SAM & SYSTEM Hive NT Hash Extractor

Extract Windows NTLM and LM password hashes from offline SAM and SYSTEM registry hive files. Analyze local account credentials securely in your browser with no server processing, and complete privacy.

Upload SAM hiveHKLM\SAM

Upload SYSTEM hiveHKLM\SYSTEM

or select both files at once

How to obtain the hives

From an elevated prompt: reg save HKLM\SAM sam and reg save HKLM\SYSTEM system
Or copy C:\Windows\System32\config\SAM and …\SYSTEM from an offline disk / image (locked while Windows runs).
Supports both legacy RC4 and Windows 10 1607+ AES-encrypted hives.
A blank NT hash shows as 31d6…089c0 (no password set).

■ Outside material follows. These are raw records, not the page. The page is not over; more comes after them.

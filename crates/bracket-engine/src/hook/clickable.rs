//! Automatic links for bare URLs and e-mail addresses.

use std::sync::LazyLock;

use regex::{Captures, Regex};

use super::Hook;
use crate::HookContext;

// Text is already escaped, so `&amp;` is the only entity a URL can contain.
static LINK_RE: LazyLock<Regex> = LazyLock::new(|| {
    Regex::new(concat!(
        r"(?i)\b(?P<url>(?:https?|ftp)://(?:[^\s&<>]|&amp;)+)",
        r"|\b(?P<email>[A-Za-z0-9._%+\-]+@[A-Za-z0-9\-]+(?:\.[A-Za-z0-9\-]+)*\.[A-Za-z]{2,})\b"
    ))
    .unwrap()
});

/// Characters that end a sentence rather than a URL.
const TRAILING_PUNCTUATION: &[char] = &['.', ',', ';', ':', '!', '?', ')', '\''];

/// Turns bare `http(s)://` URLs and e-mail addresses into anchors.
///
/// Text inside link tags (`[url]`, `[email]`, `[img]`) is left alone.
pub struct ClickableHook;

impl Hook for ClickableHook {
    fn name(&self) -> &'static str {
        "Clickable"
    }

    fn content(&self, text: &str, ctx: &HookContext<'_>) -> String {
        if ctx.in_anchor() {
            return text.to_owned();
        }
        LINK_RE
            .replace_all(text, |caps: &Captures<'_>| {
                if let Some(email) = caps.name("email") {
                    let email = email.as_str();
                    return format!(r#"<a href="mailto:{email}">{email}</a>"#);
                }
                let matched = &caps[0];
                let url = matched.trim_end_matches(TRAILING_PUNCTUATION);
                let rest = &matched[url.len()..];
                format!(r#"<a href="{url}">{url}</a>{rest}"#)
            })
            .into_owned()
    }
}
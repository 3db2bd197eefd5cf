//! Pipeline construction.

use bracket_config::Config;
use bracket_engine::{
    DEFAULT_EMOTICON_PATH, EmoticonHook, Engine, EngineError, FilterKind, HookKind,
};

use crate::adapter::SetupFn;
use crate::helper::{Helper, HostHelpers, builtin_helpers};
use crate::{AdapterError, MarkupAdapter};

/// Emoticon image extension for the baseline emoticon hook.
const EMOTICON_EXTENSION: &str = "png";

/// Builds a [`MarkupAdapter`] from a normalized [`Config`].
///
/// Construction is all-or-nothing: [`AdapterBuilder::build`] either returns
/// a fully configured adapter or an error, never a partial pipeline.
#[must_use]
pub struct AdapterBuilder {
    config: Config,
    helpers: Vec<Box<dyn Helper>>,
    setup: Option<Box<SetupFn>>,
}

impl AdapterBuilder {
    /// Start from `config` with the built-in helpers available.
    pub fn new(config: Config) -> Self {
        Self {
            config,
            helpers: builtin_helpers(),
            setup: None,
        }
    }

    /// Make `helper` available to the allowlist.
    ///
    /// A helper registered under a built-in name replaces the built-in one.
    pub fn with_helper(mut self, helper: Box<dyn Helper>) -> Self {
        self.helpers.retain(|h| h.name() != helper.name());
        self.helpers.push(helper);
        self
    }

    /// Install a callback that [`MarkupAdapter::before_render`] runs against
    /// the engine, for registrations static configuration cannot express.
    pub fn with_setup<F>(mut self, setup: F) -> Self
    where
        F: Fn(&mut Engine) + Send + Sync + 'static,
    {
        self.setup = Some(Box::new(setup));
        self
    }

    /// Construct the engine and wrap it in an adapter.
    ///
    /// # Errors
    ///
    /// Returns `AdapterError::InvalidConfig` for values the engine rejects,
    /// and `UnknownFilter`, `UnknownHook` or `UnknownHelper` for names with
    /// no implementation.
    pub fn build(self) -> Result<MarkupAdapter, AdapterError> {
        let engine = build_engine(&self.config, self.helpers)?;
        Ok(MarkupAdapter::new(engine, self.config, self.setup))
    }
}

fn build_engine(config: &Config, helpers: Vec<Box<dyn Helper>>) -> Result<Engine, AdapterError> {
    // Resolve every name before touching the engine
    let extensions = resolve_extensions(config)?;
    let output = HostHelpers::select(&config.helpers, helpers)?;

    let mut engine = Engine::new("", config.engine_config()).map_err(|e| match e {
        EngineError::InvalidConfig(message) => AdapterError::InvalidConfig(message),
        other => AdapterError::Engine(other),
    })?;

    // Blacklist after whitelist so it can veto whitelisted tags
    engine.whitelist(&config.whitelist);
    engine.blacklist(&config.blacklist);

    for path in &config.paths {
        engine.add_path(path.clone());
    }

    match extensions {
        None => {
            engine.defaults();
        }
        Some((filters, hooks)) => {
            for filter in filters {
                engine.add_filter(filter.create());
            }
            for hook in hooks {
                engine.add_hook(hook.create());
            }
        }
    }
    engine.add_hook(Box::new(EmoticonHook::new(
        DEFAULT_EMOTICON_PATH,
        EMOTICON_EXTENSION,
    )));

    if let Some(locale) = config.locale {
        engine.set_locale(locale);
    }
    engine.set_output_adapter(Box::new(output));

    tracing::info!(
        filters = ?engine.filters(),
        hooks = ?engine.hooks(),
        locale = %engine.locale(),
        helpers = config.helpers.len(),
        "Built markup pipeline"
    );

    Ok(engine)
}

/// Named extensions, or `None` when both lists are empty and the engine
/// defaults apply.
fn resolve_extensions(
    config: &Config,
) -> Result<Option<(Vec<FilterKind>, Vec<HookKind>)>, AdapterError> {
    if config.filters.is_empty() && config.hooks.is_empty() {
        return Ok(None);
    }
    let filters = config
        .filters
        .iter()
        .map(|name| {
            FilterKind::from_name(name).map_err(|_| AdapterError::UnknownFilter(name.clone()))
        })
        .collect::<Result<Vec<_>, _>>()?;
    let hooks = config
        .hooks
        .iter()
        .map(|name| HookKind::from_name(name).map_err(|_| AdapterError::UnknownHook(name.clone())))
        .collect::<Result<Vec<_>, _>>()?;
    Ok(Some((filters, hooks)))
}

#[cfg(test)]
mod tests {
    use bracket_engine::{HelperError, Locale};
    use pretty_assertions::assert_eq;

    use super::*;

    fn names(list: &[&str]) -> Vec<String> {
        list.iter().map(|n| (*n).to_owned()).collect()
    }

    #[test]
    fn test_defaults_when_no_extensions_named() {
        let engine = build_engine(&Config::default(), builtin_helpers()).unwrap();
        let expected: Vec<&str> = FilterKind::DEFAULTS.iter().map(|k| k.as_str()).collect();
        assert_eq!(engine.filters(), expected);
        assert_eq!(engine.hooks(), ["Censor", "Clickable", "Emoticon"]);
    }

    #[test]
    fn test_named_filters_only() {
        let config = Config {
            filters: names(&["Default"]),
            ..Config::default()
        };
        let engine = build_engine(&config, builtin_helpers()).unwrap();
        assert_eq!(engine.filters(), ["Default"]);
        assert_eq!(engine.hooks(), ["Emoticon"]);
    }

    #[test]
    fn test_named_hooks_only() {
        let config = Config {
            hooks: names(&["Censor"]),
            ..Config::default()
        };
        let engine = build_engine(&config, builtin_helpers()).unwrap();
        assert!(engine.filters().is_empty());
        assert_eq!(engine.hooks(), ["Censor", "Emoticon"]);
    }

    #[test]
    fn test_explicit_emoticon_not_duplicated() {
        let config = Config {
            hooks: names(&["Emoticon", "Clickable"]),
            ..Config::default()
        };
        let engine = build_engine(&config, builtin_helpers()).unwrap();
        assert_eq!(engine.hooks(), ["Emoticon", "Clickable"]);
    }

    #[test]
    fn test_unknown_names_fail() {
        let config = Config {
            filters: names(&["Default", "DoesNotExist"]),
            ..Config::default()
        };
        assert!(matches!(
            build_engine(&config, builtin_helpers()),
            Err(AdapterError::UnknownFilter(name)) if name == "DoesNotExist"
        ));

        let config = Config {
            hooks: names(&["Nope"]),
            ..Config::default()
        };
        assert!(matches!(
            build_engine(&config, builtin_helpers()),
            Err(AdapterError::UnknownHook(name)) if name == "Nope"
        ));
    }

    #[test]
    fn test_engine_range_error_is_invalid_config() {
        let config = Config {
            max_newlines: 0,
            ..Config::default()
        };
        assert!(matches!(
            build_engine(&config, builtin_helpers()),
            Err(AdapterError::InvalidConfig(_))
        ));
    }

    #[test]
    fn test_locale_applied() {
        let config = Config {
            locale: Some(Locale::SvSe),
            ..Config::default()
        };
        let engine = build_engine(&config, builtin_helpers()).unwrap();
        assert_eq!(engine.locale(), Locale::SvSe);

        let unresolved = Config {
            locale: None,
            ..Config::default()
        };
        let engine = build_engine(&unresolved, builtin_helpers()).unwrap();
        assert_eq!(engine.locale(), Locale::EnUs);
    }

    #[test]
    fn test_output_adapter_installed() {
        let engine = build_engine(&Config::default(), builtin_helpers()).unwrap();
        let output = engine.output_adapter().unwrap();
        assert_eq!(output.helpers(), ["Time", "Html", "Text"]);
    }

    #[test]
    fn test_custom_helper_replaces_builtin() {
        struct FixedTime;

        impl Helper for FixedTime {
            fn name(&self) -> &str {
                "Time"
            }

            fn call(&self, _method: &str, _args: &[&str]) -> Result<String, HelperError> {
                Ok("yesterday".to_owned())
            }
        }

        let builder = AdapterBuilder::new(Config::default()).with_helper(Box::new(FixedTime));
        let engine = build_engine(&builder.config, builder.helpers).unwrap();
        let output = engine.output_adapter().unwrap();
        assert_eq!(output.call("Time", "nice", &["2024-03-01"]).unwrap(), "yesterday");
    }
}
//! Host locale resolution.

use bracket_engine::Locale;

/// Host language codes (ISO 639-2) and the engine locale each maps to.
pub const LOCALE_ALIASES: [(&str, Locale); 13] = [
    ("eng", Locale::EnUs),
    ("esp", Locale::EsMx),
    ("fre", Locale::FrFr),
    ("ita", Locale::ItIt),
    ("deu", Locale::DeDe),
    ("swe", Locale::SvSe),
    ("gre", Locale::ElGr),
    ("bul", Locale::BgBg),
    ("rus", Locale::RuRu),
    ("chi", Locale::ZhCn),
    ("jpn", Locale::JaJp),
    ("kor", Locale::KoKr),
    ("ind", Locale::IdId),
];

/// Resolve the engine locale from a host language code and an explicit
/// canonical locale.
///
/// The host code wins when it is a known alias. Otherwise the explicit
/// value is used if it is one of the canonical locales in the alias table.
/// Anything else resolves to `None`, leaving the engine on its default
/// locale; an unknown locale is never an error.
#[must_use]
pub fn resolve_locale(host: &str, explicit: &str) -> Option<Locale> {
    if let Some((_, locale)) = LOCALE_ALIASES.iter().find(|(alias, _)| *alias == host) {
        return Some(*locale);
    }
    let resolved = LOCALE_ALIASES
        .iter()
        .map(|(_, locale)| *locale)
        .find(|locale| locale.as_str() == explicit);
    if resolved.is_none() {
        tracing::debug!(host, explicit, "Locale not resolved, using engine default");
    }
    resolved
}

Loading SAM Hash Extractor...

Extract local Windows account NT/LM password hashes from offline SAM and SYSTEM registry hives - entirely in your browser. A client-side samdump2 / secretsdump.

What is SAM-DUMP?

Windows stores local account password hashes in the SAM registry hive, encrypted with a key (the "boot key" or syskey) that lives in the SYSTEM hive. With both hives you can recover the NT hashes offline - the classic technique behind samdump2, creddump, and impacket's secretsdump. This tool does exactly that, but 100% in your browser: upload the SAM and SYSTEM hives and it derives the boot key, decrypts the hashed boot key, and recovers each user's NT/LM hash. Nothing is uploaded anywhere. It is intended for digital forensics, password recovery on your own machines, and authorized penetration testing / CTFs.

Example

Input:

SAM + SYSTEM registry hives

Output:

Administrator:500:aad3b435…:1f5e4e24…:::

FAQ

Are my hive files uploaded anywhere?
No. Parsing and all decryption happen locally in your browser using JavaScript. The SAM and SYSTEM files never leave your device.
How do I get the SAM and SYSTEM hives?
From an elevated command prompt run `reg save HKLM\SAM sam and reg save HKLM\SYSTEM system. Alternatively copy C:\Windows\System32\config\SAM and SYSTEM from an offline disk or forensic image (they are locked while Windows is running).
Why do I need the SYSTEM hive too?
The SAM hashes are encrypted with the boot key (syskey), which is stored in the SYSTEM hive. Without SYSTEM the boot key can't be derived and the hashes can't be decrypted.
Does it support modern Windows 10 / 11?
Yes. It handles both the legacy RC4 scheme and the AES-128-CBC scheme introduced in Windows 10 1607, detecting which to use from the hive itself.
What does a hash of 31d6cfe0d16ae931b73c59d7e0c089c0 mean?
That is the NT hash of an empty password - the account has no password set (commonly the Guest account). Likewise aad3b435b51404eeaad3b435b51404ee is the 'blank' LM hash, shown when no LM hash is stored.
Is using this legal?
Only on systems you own or are explicitly authorized to test. Extracting password hashes from machines without permission is illegal in most jurisdictions. This tool is for forensics, recovery, and authorized security work.